● WHAT YOU ARE ASKED TO DO
Only the lines from the beginning of the data below through the line that contains "use crate::models::landmark::Landmark;" should be repeated, exactly as written.

——————

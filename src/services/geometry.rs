/// Geometry kernel
///
/// Pure functions over landmarks:
/// - Joint angle at a vertex (image plane and 3D)
/// - Euclidean distance and midpoints
/// - Degenerate segment detection

use crate::models::landmark::Landmark;

/// Landmarks closer than this are treated as coincident
pub const MIN_SEGMENT_LENGTH: f32 = 1e-4;

fn angle_from_vectors(v1: [f32; 3], v2: [f32; 3]) -> f32 {
    let dot: f32 = v1.iter().zip(v2.iter()).map(|(a, b)| a * b).sum();
    let mag1 = v1.iter().map(|c| c * c).sum::<f32>().sqrt();
    let mag2 = v2.iter().map(|c| c * c).sum::<f32>().sqrt();

    let denominator = mag1 * mag2;
    if !denominator.is_finite() || denominator <= f32::EPSILON {
        return 0.0;
    }

    let cos_angle = (dot / denominator).clamp(-1.0, 1.0);
    let degrees = cos_angle.acos().to_degrees();
    if degrees.is_finite() {
        degrees
    } else {
        0.0
    }
}

/// Angle at vertex `b` formed by rays to `a` and `c`, in degrees (0-180), using x and y.
///
/// Zero-length rays yield 0° rather than NaN.
pub fn angle(a: &Landmark, b: &Landmark, c: &Landmark) -> f32 {
    angle_from_vectors([a.x - b.x, a.y - b.y, 0.0], [c.x - b.x, c.y - b.y, 0.0])
}

/// Angle at vertex `b` including depth
pub fn angle_3d(a: &Landmark, b: &Landmark, c: &Landmark) -> f32 {
    angle_from_vectors(
        [a.x - b.x, a.y - b.y, a.z - b.z],
        [c.x - b.x, c.y - b.y, c.z - b.z],
    )
}

/// Euclidean distance in the image plane
pub fn distance(a: &Landmark, b: &Landmark) -> f32 {
    let dx = a.x - b.x;
    let dy = a.y - b.y;
    (dx * dx + dy * dy).sqrt()
}

/// Component-wise mean; visibility is the weaker of the two
pub fn midpoint(a: &Landmark, b: &Landmark) -> Landmark {
    Landmark {
        x: (a.x + b.x) / 2.0,
        y: (a.y + b.y) / 2.0,
        z: (a.z + b.z) / 2.0,
        visibility: a.visibility.min(b.visibility),
    }
}

pub fn segment_is_degenerate(a: &Landmark, b: &Landmark) -> bool {
    !(distance(a, b) >= MIN_SEGMENT_LENGTH)
}

/// Signed angular deviation of `b` from the straight line `a`-`c`.
///
/// Positive when `b` lies below the line in image coordinates (larger `y`).
pub fn signed_deviation(a: &Landmark, b: &Landmark, c: &Landmark) -> f32 {
    let deviation = 180.0 - angle(a, b, c);
    let cross = (c.x - a.x) * (b.y - a.y) - (c.y - a.y) * (b.x - a.x);
    // with a left of c, a positive cross product puts b below the line
    let below = if c.x >= a.x { cross > 0.0 } else { cross < 0.0 };
    if below {
        deviation
    } else {
        -deviation
    }
}
mod commands;
mod config;

use anyhow::Result;
use clap::Parser;
use tracing_subscriber::EnvFilter;

use crate::commands::Cli;

fn main() -> Result<()> {
    // Parse command line arguments
    let cli = Cli::parse();

    // Initialize logging; stdout is reserved for reports
    let default_level = if cli.verbose { "debug" } else { "warn" };
    tracing_subscriber::fmt()
        .with_env_filter(
            EnvFilter::try_from_default_env().unwrap_or_else(|_| EnvFilter::new(default_level)),
        )
        .with_writer(std::io::stderr)
        .init();

    cli.execute()
}
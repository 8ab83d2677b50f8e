/// Set summary models
///
/// The end-of-set report and its presentation-ready analysis.

use serde::{Deserialize, Serialize};

use crate::models::rep::InvalidRepReason;

/// How often one invalid-rep reason occurred in a set
#[derive(Debug, Clone, PartialEq, Eq, Serialize, Deserialize)]
pub struct FormIssueCount {
    pub reason: InvalidRepReason,
    pub count: u32,
}

#[derive(Debug, Clone, PartialEq, Serialize, Deserialize)]
pub struct SetSummaryReport {
    pub total_valid_reps: u32,
    pub total_invalid_reps: u32,
    pub total_attempted_reps: u32,
    /// Share of attempted reps that were valid (0-100)
    pub valid_rep_percentage: f32,
    /// Mean form score of valid reps (0-100)
    pub average_form_score: f32,
    /// Invalid-rep reasons in the order they first occurred
    pub form_issues: Vec<FormIssueCount>,
    pub rep_scores: Vec<f32>,
    pub set_duration_ms: u64,
    pub start_timestamp_ms: Option<u64>,
    pub end_timestamp_ms: Option<u64>,
}

#[derive(Debug, Clone, Copy, PartialEq, Eq, Serialize, Deserialize)]
#[serde(rename_all = "snake_case")]
pub enum SummaryStyle {
    Success,
    Warning,
    Error,
}

impl SummaryStyle {
    pub fn for_percentage(valid_rep_percentage: f32) -> Self {
        if valid_rep_percentage >= 90.0 {
            SummaryStyle::Success
        } else if valid_rep_percentage >= 70.0 {
            SummaryStyle::Warning
        } else {
            SummaryStyle::Error
        }
    }
}

#[derive(Debug, Clone, PartialEq, Serialize, Deserialize)]
pub struct IssueBreakdown {
    pub issue: InvalidRepReason,
    pub count: u32,
    /// Share of invalid reps with this reason (0-100)
    pub percentage: f32,
}

#[derive(Debug, Clone, PartialEq, Serialize, Deserialize)]
pub struct SetSummaryAnalysis {
    pub summary: SetSummaryReport,
    pub message: String,
    pub style: SummaryStyle,
    pub issues: Vec<IssueBreakdown>,
}

#[cfg(test)]
mod tests {
    use super::*;

    #[test]
    fn test_style_thresholds() {
        assert_eq!(SummaryStyle::for_percentage(100.0), SummaryStyle::Success);
        assert_eq!(SummaryStyle::for_percentage(90.0), SummaryStyle::Success);
        assert_eq!(SummaryStyle::for_percentage(89.9), SummaryStyle::Warning);
        assert_eq!(SummaryStyle::for_percentage(70.0), SummaryStyle::Warning);
        assert_eq!(SummaryStyle::for_percentage(0.0), SummaryStyle::Error);
    }
}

——————

● COMPLETED EXERCISE
filename src/services/geometry.rs
/// Geometry kernel
///
/// Pure functions over landmarks:
/// - Joint angle at a vertex (image plane and 3D)
/// - Euclidean distance and midpoints
/// - Degenerate segment detection

use crate::models::landmark::Landmark;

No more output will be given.